Problem to solve:
All of the entries must be output exactly as they are.
-- Task inputs follows --
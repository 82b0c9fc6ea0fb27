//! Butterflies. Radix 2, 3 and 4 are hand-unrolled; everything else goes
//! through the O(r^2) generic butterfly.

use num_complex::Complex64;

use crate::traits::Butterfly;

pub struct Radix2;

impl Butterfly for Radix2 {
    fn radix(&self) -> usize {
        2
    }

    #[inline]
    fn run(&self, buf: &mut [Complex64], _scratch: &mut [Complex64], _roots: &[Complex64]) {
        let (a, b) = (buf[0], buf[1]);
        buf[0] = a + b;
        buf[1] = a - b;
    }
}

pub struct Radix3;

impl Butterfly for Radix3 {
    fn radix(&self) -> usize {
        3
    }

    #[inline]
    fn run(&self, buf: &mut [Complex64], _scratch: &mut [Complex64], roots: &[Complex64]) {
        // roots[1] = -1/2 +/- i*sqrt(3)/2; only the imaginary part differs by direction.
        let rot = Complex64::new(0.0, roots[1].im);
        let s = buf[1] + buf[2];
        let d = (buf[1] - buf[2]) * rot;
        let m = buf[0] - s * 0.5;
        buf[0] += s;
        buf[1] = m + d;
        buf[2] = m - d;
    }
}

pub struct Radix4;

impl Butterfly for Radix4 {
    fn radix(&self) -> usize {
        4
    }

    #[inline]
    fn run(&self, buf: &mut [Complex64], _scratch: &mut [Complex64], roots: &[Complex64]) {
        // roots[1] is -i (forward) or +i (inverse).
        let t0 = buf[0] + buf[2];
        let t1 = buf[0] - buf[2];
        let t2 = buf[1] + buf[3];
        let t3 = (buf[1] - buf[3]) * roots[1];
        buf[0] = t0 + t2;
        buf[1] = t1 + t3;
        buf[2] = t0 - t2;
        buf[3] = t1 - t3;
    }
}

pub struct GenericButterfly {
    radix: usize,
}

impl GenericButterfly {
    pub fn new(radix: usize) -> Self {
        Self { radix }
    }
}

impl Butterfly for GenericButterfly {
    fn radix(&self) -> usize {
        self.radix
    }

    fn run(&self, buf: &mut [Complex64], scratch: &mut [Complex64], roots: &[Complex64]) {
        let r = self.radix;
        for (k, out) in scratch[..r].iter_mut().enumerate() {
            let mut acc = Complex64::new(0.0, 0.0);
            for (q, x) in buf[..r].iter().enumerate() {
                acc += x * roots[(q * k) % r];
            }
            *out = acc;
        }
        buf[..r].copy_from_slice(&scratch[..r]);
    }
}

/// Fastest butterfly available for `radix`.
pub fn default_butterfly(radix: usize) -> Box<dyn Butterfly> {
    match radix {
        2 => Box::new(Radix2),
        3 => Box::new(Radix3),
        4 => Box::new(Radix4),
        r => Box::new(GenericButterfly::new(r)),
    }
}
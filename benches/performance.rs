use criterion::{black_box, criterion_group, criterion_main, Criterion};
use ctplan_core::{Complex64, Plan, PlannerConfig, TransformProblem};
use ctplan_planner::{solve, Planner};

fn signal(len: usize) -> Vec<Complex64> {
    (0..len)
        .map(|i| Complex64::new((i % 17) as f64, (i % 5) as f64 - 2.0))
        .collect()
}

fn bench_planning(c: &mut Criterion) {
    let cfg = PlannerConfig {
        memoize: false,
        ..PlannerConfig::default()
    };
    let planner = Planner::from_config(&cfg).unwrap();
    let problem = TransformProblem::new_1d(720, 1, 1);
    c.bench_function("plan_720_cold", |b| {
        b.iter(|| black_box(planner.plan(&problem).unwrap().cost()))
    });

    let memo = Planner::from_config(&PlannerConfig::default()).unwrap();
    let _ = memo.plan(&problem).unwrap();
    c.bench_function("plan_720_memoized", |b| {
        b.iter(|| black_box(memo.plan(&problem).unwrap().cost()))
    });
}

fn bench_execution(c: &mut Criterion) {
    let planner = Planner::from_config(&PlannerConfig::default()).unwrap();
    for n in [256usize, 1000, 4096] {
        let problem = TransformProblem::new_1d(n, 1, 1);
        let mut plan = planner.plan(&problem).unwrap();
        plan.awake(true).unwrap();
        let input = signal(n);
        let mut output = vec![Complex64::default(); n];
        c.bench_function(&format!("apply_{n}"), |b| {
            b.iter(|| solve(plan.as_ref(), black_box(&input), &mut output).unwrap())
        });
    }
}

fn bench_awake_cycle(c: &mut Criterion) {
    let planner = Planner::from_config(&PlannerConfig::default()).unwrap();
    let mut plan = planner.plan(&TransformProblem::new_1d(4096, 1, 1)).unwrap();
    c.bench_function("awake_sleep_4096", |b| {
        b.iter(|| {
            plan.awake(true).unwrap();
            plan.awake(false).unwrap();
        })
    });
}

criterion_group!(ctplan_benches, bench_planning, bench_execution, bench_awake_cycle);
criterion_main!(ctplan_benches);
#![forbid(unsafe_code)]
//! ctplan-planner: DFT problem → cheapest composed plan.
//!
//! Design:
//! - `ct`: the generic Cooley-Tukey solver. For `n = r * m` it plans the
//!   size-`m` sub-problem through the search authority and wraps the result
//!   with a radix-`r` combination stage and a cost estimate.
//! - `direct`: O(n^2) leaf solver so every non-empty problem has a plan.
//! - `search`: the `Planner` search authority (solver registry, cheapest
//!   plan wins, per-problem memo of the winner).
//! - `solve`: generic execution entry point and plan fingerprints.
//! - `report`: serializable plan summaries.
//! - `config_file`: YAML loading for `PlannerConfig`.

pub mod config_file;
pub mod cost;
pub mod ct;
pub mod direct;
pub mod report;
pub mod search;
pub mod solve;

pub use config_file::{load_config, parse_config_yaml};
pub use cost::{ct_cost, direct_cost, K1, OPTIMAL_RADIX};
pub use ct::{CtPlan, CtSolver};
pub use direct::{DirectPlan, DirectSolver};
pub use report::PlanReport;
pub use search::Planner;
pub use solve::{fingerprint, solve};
-- Task inputs concluded --
Your response:
repository 82b0c9fc6ea0fb27
//! Butterflies. Radix 2, 3 and 4 are hand-unrolled; everything else goes
//! through the O(r^2) generic butterfly.

use num_complex::Complex64;

use crate::traits::Butterfly;

pub struct Radix2;

impl Butterfly for Radix2 {
    fn radix(&self) -> usize {
        2
    }

    #[inline]
    fn run(&self, buf: &mut [Complex64], _scratch: &mut [Complex64], _roots: &[Complex64]) {
        let (a, b) = (buf[0], buf[1]);
        buf[0] = a + b;
        buf[1] = a - b;
    }
}

pub struct Radix3;

impl Butterfly for Radix3 {
    fn radix(&self) -> usize {
        3
    }

    #[inline]
    fn run(&self, buf: &mut [Complex64], _scratch: &mut [Complex64], roots: &[Complex64]) {
        // roots[1] = -1/2 +/- i*sqrt(3)/2; only the imaginary part differs by direction.
        let rot = Complex64::new(0.0, roots[1].im);
        let s = buf[1] + buf[2];
        let d = (buf[1] - buf[2]) * rot;
        let m = buf[0] - s * 0.5;
        buf[0] += s;
        buf[1] = m + d;
        buf[2] = m - d;
    }
}

pub struct Radix4;

impl Butterfly for Radix4 {
    fn radix(&self) -> usize {
        4
    }

    #[inline]
    fn run(&self, buf: &mut [Complex64], _scratch: &mut [Complex64], roots: &[Complex64]) {
        // roots[1] is -i (forward) or +i (inverse).
        let t0 = buf[0] + buf[2];
        let t1 = buf[0] - buf[2];
        let t2 = buf[1] + buf[3];
        let t3 = (buf[1] - buf[3]) * roots[1];
        buf[0] = t0 + t2;
        buf[1] = t1 + t3;
        buf[2] = t0 - t2;
        buf[3] = t1 - t3;
    }
}

pub struct GenericButterfly {
    radix: usize,
}

impl GenericButterfly {
    pub fn new(radix: usize) -> Self {
        Self { radix }
    }
}

impl Butterfly for GenericButterfly {
    fn radix(&self) -> usize {
        self.radix
    }

    fn run(&self, buf: &mut [Complex64], scratch: &mut [Complex64], roots: &[Complex64]) {
        let r = self.radix;
        for (k, out) in scratch[..r].iter_mut().enumerate() {
            let mut acc = Complex64::new(0.0, 0.0);
            for (q, x) in buf[..r].iter().enumerate() {
                acc += x * roots[(q * k) % r];
            }
            *out = acc;
        }
        buf[..r].copy_from_slice(&scratch[..r]);
    }
}

/// Fastest butterfly available for `radix`.
pub fn default_butterfly(radix: usize) -> Box<dyn Butterfly> {
    match radix {
        2 => Box::new(Radix2),
        3 => Box::new(Radix3),
        4 => Box::new(Radix4),
        r => Box::new(GenericButterfly::new(r)),
    }
}
filename benches/performance.rs
use criterion::{black_box, criterion_group, criterion_main, Criterion};
use ctplan_core::{Complex64, Plan, PlannerConfig, TransformProblem};
use ctplan_planner::{solve, Planner};

fn signal(len: usize) -> Vec<Complex64> {
    (0..len)
        .map(|i| Complex64::new((i % 17) as f64, (i % 5) as f64 - 2.0))
        .collect()
}

fn bench_planning(c: &mut Criterion) {
    let cfg = PlannerConfig {
        memoize: false,
        ..PlannerConfig::default()
    };
    let planner = Planner::from_config(&cfg).unwrap();
    let problem = TransformProblem::new_1d(720, 1, 1);
    c.bench_function("plan_720_cold", |b| {
        b.iter(|| black_box(planner.plan(&problem).unwrap().cost()))
    });

    let memo = Planner::from_config(&PlannerConfig::default()).unwrap();
    let _ = memo.plan(&problem).unwrap();
    c.bench_function("plan_720_memoized", |b| {
        b.iter(|| black_box(memo.plan(&problem).unwrap().cost()))
    });
}

fn bench_execution(c: &mut Criterion) {
    let planner = Planner::from_config(&PlannerConfig::default()).unwrap();
    for n in [256usize, 1000, 4096] {
        let problem = TransformProblem::new_1d(n, 1, 1);
        let mut plan = planner.plan(&problem).unwrap();
        plan.awake(true).unwrap();
        let input = signal(n);
        let mut output = vec![Complex64::default(); n];
        c.bench_function(&format!("apply_{n}"), |b| {
            b.iter(|| solve(plan.as_ref(), black_box(&input), &mut output).unwrap())
        });
    }
}

fn bench_awake_cycle(c: &mut Criterion) {
    let planner = Planner::from_config(&PlannerConfig::default()).unwrap();
    let mut plan = planner.plan(&TransformProblem::new_1d(4096, 1, 1)).unwrap();
    c.bench_function("awake_sleep_4096", |b| {
        b.iter(|| {
            plan.awake(true).unwrap();
            plan.awake(false).unwrap();
        })
    });
}

criterion_group!(ctplan_benches, bench_planning, bench_execution, bench_awake_cycle);
criterion_main!(ctplan_benches);
#![forbid(unsafe_code)]
//! ctplan-planner: DFT problem → cheapest composed plan.
//!
//! Design:
//! - `ct`: the generic Cooley-Tukey solver. For `n = r * m` it plans the
//!   size-`m` sub-problem through the search authority and wraps the result
//!   with a radix-`r` combination stage and a cost estimate.
//! - `direct`: O(n^2) leaf solver so every non-empty problem has a plan.
//! - `search`: the `Planner` search authority (solver registry, cheapest
//!   plan wins, per-problem memo of the winner).
//! - `solve`: generic execution entry point and plan fingerprints.
//! - `report`: serializable plan summaries.
//! - `config_file`: YAML loading for `PlannerConfig`.

pub mod config_file;
pub mod cost;
pub mod ct;
pub mod direct;
pub mod report;
pub mod search;
pub mod solve;

pub use config_file::{load_config, parse_config_yaml};
pub use cost::{ct_cost, direct_cost, K1, OPTIMAL_RADIX};
pub use ct::{CtPlan, CtSolver};
pub use direct::{DirectPlan, DirectSolver};
pub use report::PlanReport;
pub use search::Planner;
pub use solve::{fingerprint, solve};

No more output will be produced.